Wilki w naszej okolic? Mieszkańcy mówią: - To  niemożliwe. Tutaj nigdy nie było wilków i raczej nie będzie.  Są dziki, sarny, ale nie wilki.

Dorosłego samca w pobliżu elektrowni w Trzebini jesienią sfilmowali mieszkańcy. To rozwiewa wątpliwości - mówi Ewelina Boruń zastępca nadleśniczego z Chrzanowa: - Z całą pewnością stwierdziliśmy, że pojawił się samiec wilka w naszych lasach. Najprawdopodobniej gdzieś tutaj się przemieszczał.

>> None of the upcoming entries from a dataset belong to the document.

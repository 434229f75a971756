use std::{path::PathBuf, time::Duration};

use log::LevelFilter;

const APP_DIR: &str = "youtube-downloader";

/// Process-wide configuration, read once from the environment at startup.
#[derive(Debug, Clone)]
pub struct AppConfig {
    /// yt-dlp executable (`YTGRAB_YTDLP`)
    pub ytdlp_bin: PathBuf,
    /// ffmpeg executable (`YTGRAB_FFMPEG`)
    pub ffmpeg_bin: PathBuf,
    /// Set when ffmpeg was configured explicitly; yt-dlp is then told where it is
    pub ffmpeg_location: Option<PathBuf>,
    /// Settings file (`YTGRAB_SETTINGS`)
    pub settings_path: PathBuf,
    /// `YTGRAB_LOG`
    pub log_level: LevelFilter,
    /// Delay before the startup tool probe
    pub probe_delay: Duration,
}

impl AppConfig {
    pub fn from_env() -> Self {
        Self::from_lookup(|key| std::env::var(key).ok())
    }

    pub fn from_lookup(lookup: impl Fn(&str) -> Option<String>) -> Self {
        let var = |key: &str| lookup(key).map(|v| v.trim().to_string()).filter(|v| !v.is_empty());

        let ytdlp_bin = var("YTGRAB_YTDLP")
            .map(PathBuf::from)
            .unwrap_or_else(default_ytdlp);
        let ffmpeg_location = var("YTGRAB_FFMPEG").map(PathBuf::from);
        let ffmpeg_bin = ffmpeg_location
            .clone()
            .unwrap_or_else(|| PathBuf::from("ffmpeg"));
        let settings_path = var("YTGRAB_SETTINGS")
            .map(PathBuf::from)
            .unwrap_or_else(default_settings_path);
        let log_level = var("YTGRAB_LOG")
            .and_then(|v| v.parse().ok())
            .unwrap_or(LevelFilter::Info);

        Self {
            ytdlp_bin,
            ffmpeg_bin,
            ffmpeg_location,
            settings_path,
            log_level,
            probe_delay: Duration::from_secs(1),
        }
    }
}

fn default_ytdlp() -> PathBuf {
    let bin = if cfg!(target_os = "windows") { "yt-dlp.exe" } else { "yt-dlp" };
    PathBuf::from(bin)
}

fn default_settings_path() -> PathBuf {
    dirs::config_dir()
        .map(|d| d.join(APP_DIR).join("settings.json"))
        .unwrap_or_else(|| PathBuf::from("settings.json"))
}

#[cfg(test)]
mod tests {
    use super::*;
    use std::collections::HashMap;

    fn config(vars: &[(&str, &str)]) -> AppConfig {
        let map: HashMap<String, String> = vars
            .iter()
            .map(|(k, v)| (k.to_string(), v.to_string()))
            .collect();
        AppConfig::from_lookup(|k| map.get(k).cloned())
    }

    #[test]
    fn defaults() {
        let cfg = config(&[]);
        assert!(cfg.ytdlp_bin.to_string_lossy().starts_with("yt-dlp"));
        assert_eq!(cfg.ffmpeg_bin, PathBuf::from("ffmpeg"));
        assert_eq!(cfg.ffmpeg_location, None);
        assert!(cfg.settings_path.ends_with("settings.json"));
        assert_eq!(cfg.log_level, LevelFilter::Info);
    }

    #[test]
    fn overrides() {
        let cfg = config(&[
            ("YTGRAB_YTDLP", "/opt/yt-dlp"),
            ("YTGRAB_FFMPEG", "/opt/ffmpeg"),
            ("YTGRAB_SETTINGS", "/tmp/s.json"),
            ("YTGRAB_LOG", "debug"),
        ]);
        assert_eq!(cfg.ytdlp_bin, PathBuf::from("/opt/yt-dlp"));
        assert_eq!(cfg.ffmpeg_bin, PathBuf::from("/opt/ffmpeg"));
        assert_eq!(cfg.ffmpeg_location, Some(PathBuf::from("/opt/ffmpeg")));
        assert_eq!(cfg.settings_path, PathBuf::from("/tmp/s.json"));
        assert_eq!(cfg.log_level, LevelFilter::Debug);
    }

    #[test]
    fn bad_values_fall_back() {
        let cfg = config(&[("YTGRAB_LOG", "chatty"), ("YTGRAB_YTDLP", "   ")]);
        assert_eq!(cfg.log_level, LevelFilter::Info);
        assert!(cfg.ytdlp_bin.to_string_lossy().starts_with("yt-dlp"));
    }
}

Wilk-samotnik jest obserwowany też w lasach w okolicach Olkusza. Leśnicy dostają sygnały od mieszkańców od kilku miesięcy. to spora niespodzianka - bo wilki tutaj ostatni raz mieszkały przed wojną - mówi Rafał Krzysztofek z nadleśnictwa w Olkuszu.

Na razie mówimy o jednym osobniku. Nie wiadomo ile ma lat, skąd przywędrował, ani czy w tej okolicy zostanie na dłużej.

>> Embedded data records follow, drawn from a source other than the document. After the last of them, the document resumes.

//! Runs at most one download at a time on the tokio runtime and hands its
//! progress events to the UI thread.
//!
//! Cancellation is soft: [`TaskRunner::request_cancel`] stops the UI from
//! seeing further events and allows a new submission, but it does not abort
//! the worker. A cancelled download may keep running (and even finish) in the
//! background.

use std::{fmt, future::Future};

use tokio::{
    runtime::Handle,
    sync::mpsc::{UnboundedReceiver, UnboundedSender, error::TryRecvError, unbounded_channel},
    task::JoinHandle,
};

use crate::error::AppError;
use crate::model::ProgressEvent;

/// Worker side of the progress channel. Sends never block; once the UI has
/// dropped the receiver they fail silently.
pub type ProgressSender = UnboundedSender<ProgressEvent>;

#[derive(Debug, Clone, Copy, PartialEq, Eq, Hash)]
pub struct TaskId(u64);

impl fmt::Display for TaskId {
    fn fmt(&self, f: &mut fmt::Formatter<'_>) -> fmt::Result {
        write!(f, "#{}", self.0)
    }
}

/// The live task: its event stream and its join handle
struct TaskHandle {
    id: TaskId,
    events: UnboundedReceiver<ProgressEvent>,
    _worker: JoinHandle<()>,
}

pub struct TaskRunner {
    runtime: Handle,
    active: Option<TaskHandle>,
    next_id: u64,
}

impl TaskRunner {
    pub fn new(runtime: Handle) -> Self {
        Self {
            runtime,
            active: None,
            next_id: 1,
        }
    }

    pub fn is_busy(&self) -> bool {
        self.active.is_some()
    }

    /// Starts `operation` unless a task is already live. The operation gets a
    /// [`ProgressSender`] for intermediate events; `Started` and exactly one
    /// terminal event (`Finished` or `Failed`) are sent by the runner.
    pub fn submit<F, Fut>(&mut self, operation: F) -> Result<TaskId, AppError>
    where
        F: FnOnce(ProgressSender) -> Fut,
        Fut: Future<Output = Result<(), AppError>> + Send + 'static,
    {
        if self.active.is_some() {
            return Err(AppError::AlreadyRunning);
        }

        let id = TaskId(self.next_id);
        self.next_id += 1;

        let (tx, rx) = unbounded_channel();
        let _ = tx.send(ProgressEvent::Started);
        let work = operation(tx.clone());

        let worker = self.runtime.spawn(async move {
            let terminal = match work.await {
                Ok(()) => ProgressEvent::Finished,
                Err(e) => ProgressEvent::Failed {
                    message: e.to_string(),
                },
            };
            let _ = tx.send(terminal);
        });

        log::debug!("task {} started", id);
        self.active = Some(TaskHandle {
            id,
            events: rx,
            _worker: worker,
        });
        Ok(id)
    }

    /// Drains pending events of the live task in emission order. The task is
    /// cleared once its terminal event has been returned.
    pub fn poll(&mut self) -> Vec<ProgressEvent> {
        let mut out = Vec::new();
        let Some(task) = self.active.as_mut() else {
            return out;
        };

        let finished = loop {
            match task.events.try_recv() {
                Ok(event) => {
                    let terminal = event.is_terminal();
                    out.push(event);
                    if terminal {
                        break true;
                    }
                }
                Err(TryRecvError::Empty) => break false,
                Err(TryRecvError::Disconnected) => {
                    // worker dropped every sender without reporting (panic)
                    out.push(ProgressEvent::Failed {
                        message: "download task ended unexpectedly".to_string(),
                    });
                    break true;
                }
            }
        };

        if finished {
            if let Some(task) = self.active.take() {
                log::debug!("task {} done", task.id);
            }
        }
        out
    }

    /// Soft-cancel. Returns false when nothing was running.
    pub fn request_cancel(&mut self) -> bool {
        match self.active.take() {
            Some(task) => {
                log::debug!("task {} detached", task.id);
                true
            }
            None => false,
        }
    }
}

- Pojedyncze osobniki nie tworzą jeszcze watahy i przez tereny Nadleśnictwa Olkusz przechodzą. Wokół Olkusza są duże kompleksy leśne. Warunki są niezłe. Jest coraz więcej zwierzyny płowej. Czy on tu zostanie na stałe, zobaczymy - mówi Mateusz Łapaj z nadleśnictwa w Olkuszu, który jednak uspokaja: wilka  nie należy się obawiać, bo to zwierzę, które unika kontaktu z człowiekiem.

A wilki w Małopolsce mają się świetnie w górach. Watahy żyją w południowej części regionu od Beskidu Niskiego po Beskid Mały. Szacuje się, że populacja tych zwierząt w Małopolsce wynosi około 120 osobników.